WHAT YOU NEED TO DO: Copy every line of the records below where the word "crate" occurs.

Stored items:
______________________________
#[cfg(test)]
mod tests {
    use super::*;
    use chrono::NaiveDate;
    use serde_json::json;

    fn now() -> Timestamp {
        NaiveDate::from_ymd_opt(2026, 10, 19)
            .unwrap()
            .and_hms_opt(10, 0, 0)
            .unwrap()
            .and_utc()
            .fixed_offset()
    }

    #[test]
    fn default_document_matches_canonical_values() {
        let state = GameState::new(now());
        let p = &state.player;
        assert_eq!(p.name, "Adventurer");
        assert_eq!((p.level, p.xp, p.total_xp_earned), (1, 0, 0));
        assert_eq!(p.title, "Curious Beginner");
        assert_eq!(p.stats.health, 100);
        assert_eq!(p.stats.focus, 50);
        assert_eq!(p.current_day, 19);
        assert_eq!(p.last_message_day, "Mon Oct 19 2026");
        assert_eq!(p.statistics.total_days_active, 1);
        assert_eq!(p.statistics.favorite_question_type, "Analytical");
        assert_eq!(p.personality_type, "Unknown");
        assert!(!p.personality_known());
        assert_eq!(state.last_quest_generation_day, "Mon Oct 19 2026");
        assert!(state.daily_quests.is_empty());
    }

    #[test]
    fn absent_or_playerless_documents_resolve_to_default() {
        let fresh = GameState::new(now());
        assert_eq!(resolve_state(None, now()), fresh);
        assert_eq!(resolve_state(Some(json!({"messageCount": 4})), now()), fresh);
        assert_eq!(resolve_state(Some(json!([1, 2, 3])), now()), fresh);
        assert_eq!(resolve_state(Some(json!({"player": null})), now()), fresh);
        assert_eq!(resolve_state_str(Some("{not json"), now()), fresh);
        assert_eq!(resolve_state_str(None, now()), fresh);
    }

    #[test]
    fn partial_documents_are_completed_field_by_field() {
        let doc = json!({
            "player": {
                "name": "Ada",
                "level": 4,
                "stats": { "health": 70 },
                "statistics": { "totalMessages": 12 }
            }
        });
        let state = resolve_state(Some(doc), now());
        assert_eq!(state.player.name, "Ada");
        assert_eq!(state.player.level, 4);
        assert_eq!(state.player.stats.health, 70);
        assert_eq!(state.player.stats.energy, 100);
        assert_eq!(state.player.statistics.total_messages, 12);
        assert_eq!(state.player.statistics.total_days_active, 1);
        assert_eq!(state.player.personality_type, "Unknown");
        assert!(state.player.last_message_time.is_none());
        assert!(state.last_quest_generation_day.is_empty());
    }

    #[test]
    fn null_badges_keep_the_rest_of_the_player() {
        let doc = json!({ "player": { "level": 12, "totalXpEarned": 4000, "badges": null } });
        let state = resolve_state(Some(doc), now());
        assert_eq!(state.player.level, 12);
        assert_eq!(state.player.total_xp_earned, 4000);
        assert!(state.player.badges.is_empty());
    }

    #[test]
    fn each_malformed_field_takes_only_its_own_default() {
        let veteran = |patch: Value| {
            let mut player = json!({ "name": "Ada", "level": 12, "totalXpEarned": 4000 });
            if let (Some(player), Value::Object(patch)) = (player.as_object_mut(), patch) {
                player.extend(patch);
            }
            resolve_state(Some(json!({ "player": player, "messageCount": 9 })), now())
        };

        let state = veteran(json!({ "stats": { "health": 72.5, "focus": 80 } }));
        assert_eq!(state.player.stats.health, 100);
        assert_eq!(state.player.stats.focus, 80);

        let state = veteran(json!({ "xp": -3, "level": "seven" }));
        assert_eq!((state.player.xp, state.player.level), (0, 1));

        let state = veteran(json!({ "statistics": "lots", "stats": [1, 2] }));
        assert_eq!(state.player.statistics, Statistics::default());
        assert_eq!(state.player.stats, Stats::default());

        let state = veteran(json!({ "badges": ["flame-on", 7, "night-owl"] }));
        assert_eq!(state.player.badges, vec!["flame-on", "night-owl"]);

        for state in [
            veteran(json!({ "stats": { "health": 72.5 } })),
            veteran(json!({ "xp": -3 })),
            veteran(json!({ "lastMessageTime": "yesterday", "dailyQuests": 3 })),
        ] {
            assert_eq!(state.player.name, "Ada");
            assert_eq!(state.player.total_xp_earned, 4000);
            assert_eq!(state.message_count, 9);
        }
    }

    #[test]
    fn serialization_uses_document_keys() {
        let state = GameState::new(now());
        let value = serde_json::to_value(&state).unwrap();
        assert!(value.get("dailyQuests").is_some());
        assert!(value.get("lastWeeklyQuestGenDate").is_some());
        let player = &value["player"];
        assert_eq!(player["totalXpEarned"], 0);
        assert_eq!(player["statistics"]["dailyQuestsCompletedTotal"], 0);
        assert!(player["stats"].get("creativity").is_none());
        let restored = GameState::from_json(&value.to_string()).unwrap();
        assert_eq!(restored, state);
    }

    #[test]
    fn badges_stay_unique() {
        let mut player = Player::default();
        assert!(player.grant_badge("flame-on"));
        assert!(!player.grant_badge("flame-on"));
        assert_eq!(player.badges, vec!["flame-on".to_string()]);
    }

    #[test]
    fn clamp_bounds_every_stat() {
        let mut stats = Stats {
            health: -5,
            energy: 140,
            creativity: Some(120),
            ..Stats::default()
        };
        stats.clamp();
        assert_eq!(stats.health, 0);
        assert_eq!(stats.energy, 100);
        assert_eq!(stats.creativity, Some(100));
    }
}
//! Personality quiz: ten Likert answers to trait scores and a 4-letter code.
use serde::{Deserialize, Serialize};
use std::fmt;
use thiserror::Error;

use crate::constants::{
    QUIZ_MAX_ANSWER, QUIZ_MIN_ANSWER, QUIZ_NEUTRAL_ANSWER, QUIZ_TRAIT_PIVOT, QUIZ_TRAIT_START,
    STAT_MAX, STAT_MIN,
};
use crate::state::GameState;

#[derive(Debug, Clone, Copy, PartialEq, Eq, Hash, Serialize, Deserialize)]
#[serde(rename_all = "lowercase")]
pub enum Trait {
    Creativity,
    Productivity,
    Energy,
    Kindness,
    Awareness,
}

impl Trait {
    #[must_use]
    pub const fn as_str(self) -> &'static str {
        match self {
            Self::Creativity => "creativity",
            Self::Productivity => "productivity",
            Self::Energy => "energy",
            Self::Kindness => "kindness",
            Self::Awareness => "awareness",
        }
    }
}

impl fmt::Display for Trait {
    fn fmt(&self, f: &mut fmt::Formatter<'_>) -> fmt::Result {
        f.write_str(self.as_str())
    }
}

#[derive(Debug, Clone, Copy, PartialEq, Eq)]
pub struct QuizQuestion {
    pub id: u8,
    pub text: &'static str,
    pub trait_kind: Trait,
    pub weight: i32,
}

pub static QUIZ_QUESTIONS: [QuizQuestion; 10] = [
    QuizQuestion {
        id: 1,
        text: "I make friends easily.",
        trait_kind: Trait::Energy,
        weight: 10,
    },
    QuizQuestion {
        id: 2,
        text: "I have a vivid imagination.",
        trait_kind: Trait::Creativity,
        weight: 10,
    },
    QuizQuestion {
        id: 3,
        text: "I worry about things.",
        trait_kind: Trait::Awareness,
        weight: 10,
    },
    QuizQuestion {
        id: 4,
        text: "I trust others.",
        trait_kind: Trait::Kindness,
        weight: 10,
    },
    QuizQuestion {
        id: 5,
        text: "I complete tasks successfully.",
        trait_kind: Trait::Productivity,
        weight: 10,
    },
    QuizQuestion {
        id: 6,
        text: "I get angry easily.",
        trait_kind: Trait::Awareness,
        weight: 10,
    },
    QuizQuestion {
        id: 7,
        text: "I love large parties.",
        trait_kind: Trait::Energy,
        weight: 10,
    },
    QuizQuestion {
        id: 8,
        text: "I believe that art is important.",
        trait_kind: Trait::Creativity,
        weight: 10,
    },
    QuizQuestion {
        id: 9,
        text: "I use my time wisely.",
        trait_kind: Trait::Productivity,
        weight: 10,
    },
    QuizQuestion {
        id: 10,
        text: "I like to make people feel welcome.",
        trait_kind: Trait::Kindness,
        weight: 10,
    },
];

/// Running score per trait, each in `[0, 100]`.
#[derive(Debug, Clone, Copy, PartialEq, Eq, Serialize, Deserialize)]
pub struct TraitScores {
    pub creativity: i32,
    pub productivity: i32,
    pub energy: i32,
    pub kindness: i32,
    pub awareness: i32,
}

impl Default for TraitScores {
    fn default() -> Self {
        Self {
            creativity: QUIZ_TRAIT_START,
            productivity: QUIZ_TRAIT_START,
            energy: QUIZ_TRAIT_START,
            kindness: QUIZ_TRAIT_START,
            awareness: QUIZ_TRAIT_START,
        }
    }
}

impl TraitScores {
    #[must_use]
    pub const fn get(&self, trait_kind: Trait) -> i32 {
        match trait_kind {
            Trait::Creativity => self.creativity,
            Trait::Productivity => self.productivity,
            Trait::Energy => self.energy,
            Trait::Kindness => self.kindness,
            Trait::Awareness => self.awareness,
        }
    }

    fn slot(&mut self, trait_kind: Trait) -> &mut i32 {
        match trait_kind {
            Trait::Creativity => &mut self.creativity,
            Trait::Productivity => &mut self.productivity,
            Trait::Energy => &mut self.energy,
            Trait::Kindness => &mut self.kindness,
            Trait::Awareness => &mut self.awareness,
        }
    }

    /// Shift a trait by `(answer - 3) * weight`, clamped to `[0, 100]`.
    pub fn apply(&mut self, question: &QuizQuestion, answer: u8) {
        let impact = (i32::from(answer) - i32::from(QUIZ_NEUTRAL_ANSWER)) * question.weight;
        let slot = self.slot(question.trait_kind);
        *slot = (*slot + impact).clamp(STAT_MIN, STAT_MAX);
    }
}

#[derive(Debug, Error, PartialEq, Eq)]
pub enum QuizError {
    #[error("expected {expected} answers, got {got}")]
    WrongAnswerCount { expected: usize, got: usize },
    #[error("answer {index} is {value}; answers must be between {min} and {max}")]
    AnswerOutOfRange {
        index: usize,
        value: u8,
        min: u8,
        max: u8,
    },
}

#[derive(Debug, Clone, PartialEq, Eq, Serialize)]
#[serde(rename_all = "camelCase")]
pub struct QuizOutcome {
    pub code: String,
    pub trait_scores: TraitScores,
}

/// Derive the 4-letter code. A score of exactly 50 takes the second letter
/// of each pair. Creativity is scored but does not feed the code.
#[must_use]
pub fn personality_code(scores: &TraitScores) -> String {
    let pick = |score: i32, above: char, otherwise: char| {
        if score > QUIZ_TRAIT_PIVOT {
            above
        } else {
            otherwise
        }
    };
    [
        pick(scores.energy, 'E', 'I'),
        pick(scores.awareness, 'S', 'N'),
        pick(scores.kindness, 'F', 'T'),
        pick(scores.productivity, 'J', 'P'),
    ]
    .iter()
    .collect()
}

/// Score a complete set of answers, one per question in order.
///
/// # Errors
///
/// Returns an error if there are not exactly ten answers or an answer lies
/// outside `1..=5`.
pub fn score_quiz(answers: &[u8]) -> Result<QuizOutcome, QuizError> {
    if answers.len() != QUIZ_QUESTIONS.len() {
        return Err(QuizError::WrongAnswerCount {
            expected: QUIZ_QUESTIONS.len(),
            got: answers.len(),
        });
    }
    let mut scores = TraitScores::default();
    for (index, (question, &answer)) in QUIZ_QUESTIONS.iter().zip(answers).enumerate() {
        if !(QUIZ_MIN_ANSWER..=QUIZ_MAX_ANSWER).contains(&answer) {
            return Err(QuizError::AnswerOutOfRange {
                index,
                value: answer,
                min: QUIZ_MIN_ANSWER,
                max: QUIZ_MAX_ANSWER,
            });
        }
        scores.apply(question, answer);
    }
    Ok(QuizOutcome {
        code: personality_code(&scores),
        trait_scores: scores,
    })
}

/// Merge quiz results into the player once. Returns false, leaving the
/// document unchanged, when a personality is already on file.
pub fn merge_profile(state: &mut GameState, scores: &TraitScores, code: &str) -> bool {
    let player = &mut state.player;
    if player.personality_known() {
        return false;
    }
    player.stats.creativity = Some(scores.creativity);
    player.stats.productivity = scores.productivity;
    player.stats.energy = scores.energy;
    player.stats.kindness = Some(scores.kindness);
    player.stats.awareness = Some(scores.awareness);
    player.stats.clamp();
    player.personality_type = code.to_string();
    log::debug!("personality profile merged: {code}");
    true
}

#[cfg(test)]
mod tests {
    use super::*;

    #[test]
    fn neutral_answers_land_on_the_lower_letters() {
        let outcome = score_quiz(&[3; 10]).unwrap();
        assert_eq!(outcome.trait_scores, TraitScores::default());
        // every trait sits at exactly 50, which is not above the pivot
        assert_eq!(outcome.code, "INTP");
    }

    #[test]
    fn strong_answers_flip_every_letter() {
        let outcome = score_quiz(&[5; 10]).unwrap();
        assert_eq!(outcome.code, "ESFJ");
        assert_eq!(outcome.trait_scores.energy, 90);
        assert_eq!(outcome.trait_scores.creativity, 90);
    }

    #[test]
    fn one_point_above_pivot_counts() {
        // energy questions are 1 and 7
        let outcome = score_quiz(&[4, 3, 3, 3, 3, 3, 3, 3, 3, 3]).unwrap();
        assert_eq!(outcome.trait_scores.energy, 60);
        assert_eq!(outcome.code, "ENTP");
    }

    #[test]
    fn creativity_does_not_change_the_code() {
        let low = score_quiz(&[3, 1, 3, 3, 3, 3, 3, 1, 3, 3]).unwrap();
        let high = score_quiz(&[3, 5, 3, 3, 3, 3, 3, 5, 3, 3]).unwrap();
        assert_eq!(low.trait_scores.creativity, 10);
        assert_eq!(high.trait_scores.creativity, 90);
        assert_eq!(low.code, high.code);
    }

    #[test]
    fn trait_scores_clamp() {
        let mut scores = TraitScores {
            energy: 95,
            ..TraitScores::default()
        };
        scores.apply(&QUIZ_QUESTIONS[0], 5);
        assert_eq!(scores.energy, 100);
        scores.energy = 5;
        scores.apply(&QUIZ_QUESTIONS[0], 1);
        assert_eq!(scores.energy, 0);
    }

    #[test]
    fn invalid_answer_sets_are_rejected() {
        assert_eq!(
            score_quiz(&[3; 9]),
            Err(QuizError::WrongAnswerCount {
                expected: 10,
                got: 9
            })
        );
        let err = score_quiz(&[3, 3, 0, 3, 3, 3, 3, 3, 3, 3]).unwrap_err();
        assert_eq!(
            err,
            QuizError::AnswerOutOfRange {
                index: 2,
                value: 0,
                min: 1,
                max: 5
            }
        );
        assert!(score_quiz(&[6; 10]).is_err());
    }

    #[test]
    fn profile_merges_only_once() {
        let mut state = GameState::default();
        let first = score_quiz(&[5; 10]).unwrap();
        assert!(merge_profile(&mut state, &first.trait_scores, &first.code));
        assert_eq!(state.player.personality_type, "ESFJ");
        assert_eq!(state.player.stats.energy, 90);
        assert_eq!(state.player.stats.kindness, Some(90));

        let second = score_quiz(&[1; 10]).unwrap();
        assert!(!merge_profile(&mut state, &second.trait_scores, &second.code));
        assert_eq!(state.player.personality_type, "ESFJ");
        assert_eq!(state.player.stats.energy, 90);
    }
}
______________________________
RESULT FOR THIS EXERCISE:
use crate::constants::{
use crate::state::GameState;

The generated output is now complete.